Exercise input Block Start

//! Component lifestyles and how they translate into sharing policy.
//!
//! - [`Lifestyle::Transient`]: new instance on every build, owned by the caller
//! - [`Lifestyle::Singleton`]: one instance for the container tree, owned by the root
//! - [`Lifestyle::ScopedToUnitOfWork`]: one instance per scope, owned by that scope

use std::fmt;

use serde::{Deserialize, Serialize};

/// How long a constructed component lives.
#[derive(Debug, Clone, Copy, PartialEq, Eq, Hash, Serialize, Deserialize)]
pub enum Lifestyle {
    /// Built fresh on every request. The container keeps no reference.
    Transient,

    /// Built once and shared by the root container and all of its children.
    Singleton,

    /// Built once per scope (child container) and released with it.
    ScopedToUnitOfWork,
}

/// The caching and ownership rule the engine applies to an activation.
///
/// This is what a [`Lifestyle`] means to the resolution engine.
#[derive(Debug, Clone, Copy, PartialEq, Eq)]
pub enum Sharing {
    /// Never cached; the caller owns the instance.
    Unshared,
    /// Cached once per component and owned by the root scope.
    Root,
    /// Cached once per component in the scope doing the resolving.
    CurrentScope,
}

impl Lifestyle {
    /// Translates the lifestyle into the engine's sharing policy.
    #[inline]
    pub fn sharing(self) -> Sharing {
        match self {
            Lifestyle::Transient => Sharing::Unshared,
            Lifestyle::Singleton => Sharing::Root,
            Lifestyle::ScopedToUnitOfWork => Sharing::CurrentScope,
        }
    }

    #[inline]
    pub fn is_singleton(self) -> bool {
        matches!(self, Lifestyle::Singleton)
    }
}

impl Sharing {
    /// Whether the engine keeps the instance around after handing it out.
    #[inline]
    pub fn is_cached(self) -> bool {
        !matches!(self, Sharing::Unshared)
    }
}

impl fmt::Display for Lifestyle {
    fn fmt(&self, f: &mut fmt::Formatter<'_>) -> fmt::Result {
        f.write_str(match self {
            Lifestyle::Transient => "Transient",
            Lifestyle::Singleton => "Singleton",
            Lifestyle::ScopedToUnitOfWork => "ScopedToUnitOfWork",
        })
    }
}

Exercise input Block End

- Action item -
Only the lines containing "once" are needed; copy each of them from the data.

- Answer to the problem -
    /// Built once and shared by the root container and all of its children.
    /// Built once per scope (child container) and released with it.
    /// Cached once per component and owned by the root scope.
    /// Cached once per component in the scope doing the resolving.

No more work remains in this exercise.